◆ What you will do
In the entries that follow, the first line to write out is the one containing "context or any of", and the last is the one containing "pub fn cancel(&self)". Reproduce that stretch exactly, with nothing before or after it.

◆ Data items

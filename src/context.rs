//! Correlation context — spec.md §4.1, §5; SPEC_FULL.md §3.
//!
//! Carries the request-scoped id and the cancellation signal the
//! dispatcher uses to abort in-flight buffer/resolver I/O. The real
//! dispatcher's context type is an external collaborator (spec.md §1);
//! this is the lightweight `CancellationToken`/`Deadline` substitute
//! SPEC_FULL.md §3 calls for, built on a shared flag plus a
//! `tokio::sync::Notify` so every clone of a context observes the same
//! cancellation.

use std::future::Future;
use std::sync::atomic::{AtomicBool, Ordering};
use std::sync::Arc;
use tokio::sync::Notify;
use tokio::time::Instant as TokioInstant;

#[derive(Debug, Clone)]
pub struct CorrelationContext {
    id: uuid::Uuid,
    cancelled: Arc<AtomicBool>,
    notify: Arc<Notify>,
    deadline: Option<TokioInstant>,
}

impl CorrelationContext {
    pub fn new() -> Self {
        Self {
            id: uuid::Uuid::new_v4(),
            cancelled: Arc::new(AtomicBool::new(false)),
            notify: Arc::new(Notify::new()),
            deadline: None,
        }
    }

    /// A context that cancels itself once `deadline` passes, without
    /// anyone calling `cancel()` explicitly.
    pub fn with_deadline(deadline: TokioInstant) -> Self {
        Self {
            deadline: Some(deadline),
            ..Self::new()
        }
    }

    pub fn id(&self) -> uuid::Uuid {
        self.id
    }

    /// True once `cancel()` has been called on this context or any of
    /// its clones, or once the configured deadline has passed.
    pub fn is_cancelled(&self) -> bool {
        self.cancelled.load(Ordering::SeqCst) || self.past_deadline()
    }

    fn past_deadline(&self) -> bool {
        self.deadline.is_some_and(|d| TokioInstant::now() >= d)
    }

    /// Cancels this context and every clone of it, waking anything
    /// currently blocked in [`CorrelationContext::race`].
    pub fn cancel(&self) {
        self.cancelled.store(true, Ordering::SeqCst);
        self.notify.notify_waiters();
    }

    /// Runs `fut` to completion, or drops it and returns `None` as soon
    /// as this context is (or becomes) canceled — the mechanism by
    /// which buffer and resolver I/O honor cancellation (spec.md §5:
    /// "a canceled context aborts in progress I/O").
    pub async fn race<F, T>(&self, fut: F) -> Option<T>
    where
        F: Future<Output = T>,
    {
        if self.is_cancelled() {
            return None;
        }
        match self.deadline {
            Some(deadline) => {
                tokio::select! {
                    biased;
                    _ = self.notify.notified() => None,
                    _ = tokio::time::sleep_until(deadline) => None,
                    out = fut => Some(out),
                }
            }
            None => {
                tokio::select! {
                    biased;
                    _ = self.notify.notified() => None,
                    out = fut => Some(out),
                }
            }
        }
    }
}

impl Default for CorrelationContext {
    fn default() -> Self {
        Self::new()
    }
}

◆ Reply to the task
    /// True once `cancel()` has been called on this context or any of
    /// its clones, or once the configured deadline has passed.
    pub fn is_cancelled(&self) -> bool {
        self.cancelled.load(Ordering::SeqCst) || self.past_deadline()
    }

    fn past_deadline(&self) -> bool {
        self.deadline.is_some_and(|d| TokioInstant::now() >= d)
    }

    /// Cancels this context and every clone of it, waking anything
    /// currently blocked in [`CorrelationContext::race`].
    pub fn cancel(&self) {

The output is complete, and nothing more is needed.